The present majority opinion says: “Appellant contends that the tax as computed and imposed on it offends various provisions of the State and Federal Constitutions. The contention rests upon the premise or assumption that the Franchise Tax Act of 1935 imposed a property tax. In cases decided by this Court following the passage of the Act of 1935 we unequivocally and repeatedly held that the franchise tax imposed by it is not a property tax but, as its name implies, a tax levied for the privilege of doing business in the Commonwealth, and its constitutionality was upheld: Commonwealth v. Columbia Gas and Electric Corporation, supra (1939); Commonwealth v. Ford Motor Company, supra (1944) ; Commonwealth v. Quaker Oats Company, 350 Pa. 253 (1944), 38 A. 2d 325; Commonwealth v. Monessen Amusement Company, Inc., 352 Pa. 120 (1945), 42 A. 2d 158.” This statement flies in the teeth of the more recent opinions and decisions of this Court which as above demonstrated held expressly, squarely and specifically to the contrary.
The present majority opinion attempts to distinguish the earlier cases from the recent cases whieh hold clearly, directly and exactly to the contrary, on *664the ground that the recent cases dealt with a local ordinance. Of course this attempted distinction not only disregards the recent decisions and the clear and forceful language of the Court’s opinions, but it also completely overlooks the fact that the local ordinance (of the City of Philadelphia) whose validity was challenged was absolutely invalid and void under the Sterling Act, if it levied or collected “any tax on a privilege, transaction, subject, or occupation or on personal property which is now or may hereafter become subject to [1] a state tax or [2] a license fee.” The most important and basic issue in National Biscuit Company v. Philadelphia, 374 Pa., supra, as well as in the recent cases hereinabove cited, was whether the State taxes — including the State Franchise Tax Act of May 16, 1935— were franchise taxes or property taxes. In that' case the majority, we repeat, held that the taxes imposed by the State Franchise Tax Act of 1935 (and other State Tax Acts enumerated therein) were property taxes and consequently sustained the validity of the Philadelphia so-called Mercantile License Tax as a franchise or excise tax, i.e., a tax for the privilege of doing business in Philadelphia. This was the basic and only legal ground upon which (a majority of) the Court sustained the ordinance.
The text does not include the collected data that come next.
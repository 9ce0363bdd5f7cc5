//! Prompt loader for YAML prompt definitions.

use crate::defaults::builtin_prompt;
use crate::types::PromptDefinition;
use grounded_core::{AppError, AppResult};
use std::path::{Path, PathBuf};

/// Load a prompt definition by ID.
///
/// A workspace file `.grounded/prompts/<id>.yml` takes precedence; otherwise
/// the built-in definition with that ID is used.
///
/// # Example
/// ```no_run
/// use grounded_prompt::load_prompt;
/// use std::path::Path;
///
/// # fn example() -> Result<(), Box<dyn std::error::Error>> {
/// let prompt = load_prompt(Path::new("."), "workflow.synthesis.default")?;
/// println!("Loaded prompt: {}", prompt.title);
/// # Ok(())
/// # }
/// ```
pub fn load_prompt(workspace_path: &Path, prompt_id: &str) -> AppResult<PromptDefinition> {
    let prompt_file = prompts_dir(workspace_path).join(format!("{}.yml", prompt_id));

    if !prompt_file.exists() {
        tracing::debug!("No workspace override at {:?}", prompt_file);
        return builtin_prompt(prompt_id)?
            .ok_or_else(|| AppError::Prompt(format!("Prompt not found: {}", prompt_id)));
    }

    tracing::debug!("Loading prompt from: {:?}", prompt_file);

    let contents = std::fs::read_to_string(&prompt_file).map_err(|e| {
        AppError::Prompt(format!(
            "Failed to read prompt file {:?}: {}",
            prompt_file, e
        ))
    })?;

    let definition: PromptDefinition = serde_yaml::from_str(&contents).map_err(|e| {
        AppError::Prompt(format!(
            "Failed to parse prompt YAML {:?}: {}",
            prompt_file, e
        ))
    })?;

    validate_prompt(&definition)?;

    if definition.id != prompt_id {
        tracing::warn!(
            "Prompt file {:?} declares id {}, expected {}",
            prompt_file,
            definition.id,
            prompt_id
        );
    }

    tracing::info!("Loaded prompt: {} ({})", definition.id, definition.title);

    Ok(definition)
}

/// List the prompt IDs overridden in the workspace.
pub fn list_prompts(workspace_path: &Path) -> AppResult<Vec<String>> {
    let prompts_dir = prompts_dir(workspace_path);

    if !prompts_dir.exists() {
        return Ok(Vec::new());
    }

    let mut prompt_ids = Vec::new();

    for entry in walkdir::WalkDir::new(&prompts_dir)
        .max_depth(1)
        .into_iter()
        .filter_map(|e| e.ok())
    {
        let path = entry.path();
        if path.is_file() && path.extension().and_then(|s| s.to_str()) == Some("yml") {
            if let Some(stem) = path.file_stem().and_then(|s| s.to_str()) {
                prompt_ids.push(stem.to_string());
            }
        }
    }

    prompt_ids.sort();
    Ok(prompt_ids)
}

/// Validate a prompt definition.
pub fn validate_prompt(def: &PromptDefinition) -> AppResult<()> {
    if def.id.is_empty() {
        return Err(AppError::Prompt("Prompt ID cannot be empty".to_string()));
    }

    if def.title.is_empty() {
        return Err(AppError::Prompt("Prompt title cannot be empty".to_string()));
    }

    if def.api_version.is_empty() {
        return Err(AppError::Prompt(
            "Prompt apiVersion cannot be empty".to_string(),
        ));
    }

    if def.template.is_empty() {
        return Err(AppError::Prompt(
            "Prompt template cannot be empty".to_string(),
        ));
    }

    if !def.api_version.contains('.') {
        return Err(AppError::Prompt(format!(
            "Invalid apiVersion format: {}. Expected format: 'x.y'",
            def.api_version
        )));
    }

    let request_at = def.template.find("{{request}}");
    let research_at = def.template.find("{{research}}");

    match (request_at, research_at) {
        (Some(request), Some(research)) if request < research => Ok(()),
        (Some(_), Some(_)) => Err(AppError::Prompt(
            "Prompt template must place {{request}} before {{research}}".to_string(),
        )),
        _ => Err(AppError::Prompt(
            "Prompt template must reference {{request}} and {{research}}".to_string(),
        )),
    }
}

fn prompts_dir(workspace_path: &Path) -> PathBuf {
    workspace_path.join(".grounded").join("prompts")
}

#[cfg(test)]
mod tests {
    use super::*;
    use crate::defaults::SYNTHESIS_PROMPT_ID;
    use std::fs;
    use tempfile::TempDir;

    fn write_prompt(dir: &Path, id: &str, template: &str) -> PathBuf {
        let prompts_dir = dir.join(".grounded/prompts");
        fs::create_dir_all(&prompts_dir).unwrap();

        let content = format!(
            r#"
id: {}
title: "Test Prompt"
apiVersion: "1.0"
createdBy: test
behavior:
  tone: professional
  style: concise
persona: "You are terse."
noResearchNotice: "Nothing matched."
template: "{}"
output:
  format: text
"#,
            id, template
        );

        let file_path = prompts_dir.join(format!("{}.yml", id));
        fs::write(&file_path, content).unwrap();
        file_path
    }

    #[test]
    fn test_load_workspace_override() {
        let temp_dir = TempDir::new().unwrap();
        write_prompt(
            temp_dir.path(),
            SYNTHESIS_PROMPT_ID,
            "{{persona}} {{request}} {{research}}",
        );

        let prompt = load_prompt(temp_dir.path(), SYNTHESIS_PROMPT_ID).unwrap();
        assert_eq!(prompt.persona, "You are terse.");
    }

    #[test]
    fn test_load_falls_back_to_builtin() {
        let temp_dir = TempDir::new().unwrap();
        let prompt = load_prompt(temp_dir.path(), SYNTHESIS_PROMPT_ID).unwrap();
        assert_eq!(prompt.id, SYNTHESIS_PROMPT_ID);
        assert_eq!(prompt.output.format, "markdown");
    }

    #[test]
    fn test_load_unknown_prompt() {
        let temp_dir = TempDir::new().unwrap();
        let err = load_prompt(temp_dir.path(), "nonexistent").unwrap_err();
        assert!(err.to_string().contains("Prompt not found"));
    }

    #[test]
    fn test_load_invalid_yaml() {
        let temp_dir = TempDir::new().unwrap();
        let prompts_dir = temp_dir.path().join(".grounded/prompts");
        fs::create_dir_all(&prompts_dir).unwrap();
        fs::write(prompts_dir.join("broken.yml"), "invalid: yaml: content:").unwrap();

        assert!(load_prompt(temp_dir.path(), "broken").is_err());
    }

    #[test]
    fn test_override_without_research_slot_is_rejected() {
        let temp_dir = TempDir::new().unwrap();
        write_prompt(temp_dir.path(), "custom", "{{persona}} {{request}}");

        let err = load_prompt(temp_dir.path(), "custom").unwrap_err();
        assert!(err.to_string().contains("{{research}}"));
    }

    #[test]
    fn test_override_with_sections_swapped_is_rejected() {
        let temp_dir = TempDir::new().unwrap();
        write_prompt(temp_dir.path(), "custom", "{{research}} {{request}}");

        let err = load_prompt(temp_dir.path(), "custom").unwrap_err();
        assert!(err.to_string().contains("before"));
    }

    #[test]
    fn test_list_prompts() {
        let temp_dir = TempDir::new().unwrap();
        write_prompt(temp_dir.path(), "prompt2", "{{request}} {{research}}");
        write_prompt(temp_dir.path(), "prompt1", "{{request}} {{research}}");

        let prompts = list_prompts(temp_dir.path()).unwrap();
        assert_eq!(prompts, vec!["prompt1".to_string(), "prompt2".to_string()]);
    }

    #[test]
    fn test_list_prompts_without_directory() {
        let temp_dir = TempDir::new().unwrap();
        assert!(list_prompts(temp_dir.path()).unwrap().is_empty());
    }
}
use crossbeam_channel::{bounded, Receiver, Sender, TrySendError};

/// Sending half of a single-slot channel where a new message replaces one
/// that has not been picked up yet. Receivers are plain crossbeam receivers.
#[derive(Debug)]
pub struct OverwriteSender<T> {
    tx: Sender<T>,
    slot: Receiver<T>,
}

impl<T> Clone for OverwriteSender<T> {
    fn clone(&self) -> Self {
        OverwriteSender {
            tx: self.tx.clone(),
            slot: self.slot.clone(),
        }
    }
}

pub fn overwrite_channel<T>() -> (OverwriteSender<T>, Receiver<T>) {
    let (tx, rx) = bounded(1);
    (OverwriteSender { tx: tx, slot: rx.clone() }, rx)
}

impl<T> OverwriteSender<T> {
    pub fn post(&self, msg: T) {
        let mut msg = msg;
        loop {
            match self.tx.try_send(msg) {
                Ok(()) => return,
                Err(TrySendError::Full(unsent)) => {
                    // evict whatever is waiting and try again
                    let _ = self.slot.try_recv();
                    msg = unsent;
                }
                // unreachable while `slot` is alive, nothing to deliver to anyway
                Err(TrySendError::Disconnected(_)) => return,
            }
        }
    }
}

/// Throws away anything waiting on `rx` without blocking.
pub fn discard_pending<T>(rx: &Receiver<T>) {
    while rx.try_recv().is_ok() {}
}

#[cfg(test)]
mod tests {
    use super::*;

    #[test]
    fn latest_message_wins() {
        let (tx, rx) = overwrite_channel();
        tx.post(1);
        tx.post(2);
        tx.clone().post(3);
        assert_eq!(rx.try_recv(), Ok(3));
        assert!(rx.try_recv().is_err());
    }

    #[test]
    fn discarding_empties_the_slot() {
        let (tx, rx) = overwrite_channel();
        tx.post("stale");
        discard_pending(&rx);
        assert!(rx.is_empty());
        tx.post("fresh");
        assert_eq!(rx.recv(), Ok("fresh"));
    }
}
How this Court can one moment say that a tax imposed by a certain State Act is a property tax, and the next moment say that it is a franchise tax, or vice versa, is to me incomprehensible;* how this Court can *665then say that all the flatly contradictory and irreconcilable decisions of this Court on this point are harmonious and reconcilable, is to me incomprehensible; and finally, how this Court can reach its present conclusion (that the State franchise tax is a franchise tax, with which I agree) without overruling National Biscuit Company v. Philadelphia, 374 Pa., supra, and the recent cases which say exactly the opposite, is likewise incomprehensible.
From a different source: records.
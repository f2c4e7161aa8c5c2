/// ----- MOTOR MODULE -----
/// This module drives the motor pulse pin. The pin toggles at one hertz for
/// every 10 ft/s of car speed and is held low while the car stands still.

use std::sync::Arc;
use std::thread;
use std::time::Duration;

use crossbeam_channel::Sender;
use log::debug;

use crate::utilities::lamps::MotorPulse;
use crate::utilities::telemetry::CarTelemetry;

/// Pulse to output next and how long to hold it.
pub fn next_pulse(speed: f32, level: bool) -> (MotorPulse, Duration) {
    let hz = MotorPulse::rate_for(speed);
    let level = if speed > 0.0 { !level } else { false };
    (MotorPulse { hz: hz, level: level }, Duration::from_millis(1000 / hz as u64))
}

pub fn main(car_telemetry: Arc<CarTelemetry>, pulse_tx: Sender<MotorPulse>) {
    let mut level = false;

    loop {
        let (pulse, hold) = next_pulse(car_telemetry.speed(), level);
        level = pulse.level;
        if pulse_tx.send(pulse).is_err() {
            debug!("pulse channel closed, stopping motor");
            return;
        }
        thread::sleep(hold);
    }
}
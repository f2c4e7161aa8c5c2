use std::io::{stdout, Stdout, Write};

use crossterm::{cursor, terminal, ExecutableCommand, Result};

use super::lamps::{DirectionLamps, DoorLamps, MotorPulse};

const STATUS_SIZE: u16 = 13;

/// What the status panel shows, updated by the run loop as outputs arrive.
#[derive(Debug, Clone, PartialEq)]
pub struct PanelState {
    pub door_lamps: DoorLamps,
    pub direction_lamps: DirectionLamps,
    pub pulse: MotorPulse,
    pub last_line: String,
}

impl PanelState {
    pub fn new() -> Self {
        PanelState {
            door_lamps: DoorLamps([true, true, true]),
            direction_lamps: DirectionLamps::from_going_up(true),
            pulse: MotorPulse { hz: 1, level: false },
            last_line: String::new(),
        }
    }
}

impl Default for PanelState {
    fn default() -> Self {
        Self::new()
    }
}

pub struct Debug {
    stdout: Stdout,
    line_length: usize,
}

impl Debug {
    pub fn new(line_length: usize) -> Self {
        let mut stdout = stdout();
        // room for the first redraw to move up into
        for _ in 0..STATUS_SIZE {
            let _ = writeln!(stdout);
        }
        Debug {
            stdout: stdout,
            line_length: line_length,
        }
    }

    pub fn printstatus(&mut self, panel: &PanelState) -> Result<()> {
        self.stdout.execute(cursor::MoveUp(STATUS_SIZE))?;
        self.stdout.execute(terminal::Clear(terminal::ClearType::FromCursorDown))?;

        writeln!(self.stdout, "+-------------------------+")?;
        writeln!(self.stdout, "| CAR OUTPUTS             |")?;
        writeln!(self.stdout, "+------------+------------+")?;
        writeln!(self.stdout, "| {0:<10} | {1:<10} |", "DOOR", panel.door_lamps.as_string())?;
        writeln!(self.stdout, "+------------+------------+")?;
        writeln!(self.stdout, "| {0:<10} | {1:<10} |", "DIRECTION", panel.direction_lamps.as_string())?;
        writeln!(self.stdout, "+------------+------------+")?;
        writeln!(self.stdout, "| {0:<10} | {1:<10} |", "MOTOR", panel.pulse.as_string())?;
        writeln!(self.stdout, "+------------+------------+\n")?;

        writeln!(self.stdout, "LAST STATUS")?;
        writeln!(self.stdout, "{:-<1$}", "", self.line_length)?;
        writeln!(self.stdout, "{}", panel.last_line)?;

        Ok(())
    }
}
I would hold that the franchise tax which is imposed by the State by the Act of May 16, 1935, supra, on foreign corporations doing business in Pennsylvania, is a franchise tax; and I would overrule all prior decisions of this Court which hold that it imposes a property tax; and I would particularly overrule National Biscuit Company v. Philadelphia, 374 Pa., supra.
Mr. Justice Musmanno and Mr. Justice Benjamin B. Jones join in this concurring opinion.

 With Justices Allen M. Stearne, Bell and Musmanno dissenting.

 Italics and brackets throughout, ours.

 See footnote to my dissenting opinion in National Biscuit Company v. Philadelphia, 374 Pa., supra (page 637) : “The distinction or line of demarcation between a privilege tax, an excise tax and a property tax, which in the last analysis must be determined by the incidents and the nature and legal effect of the Act rather than by the name by which it is described, is so nebulous, flexible and fluctuating, that the decisions on this point throughout the *665entire country are ofttimes vacillating, confused and contradictory. See: 53 C.J.S., Licenses, pp. 457-461.”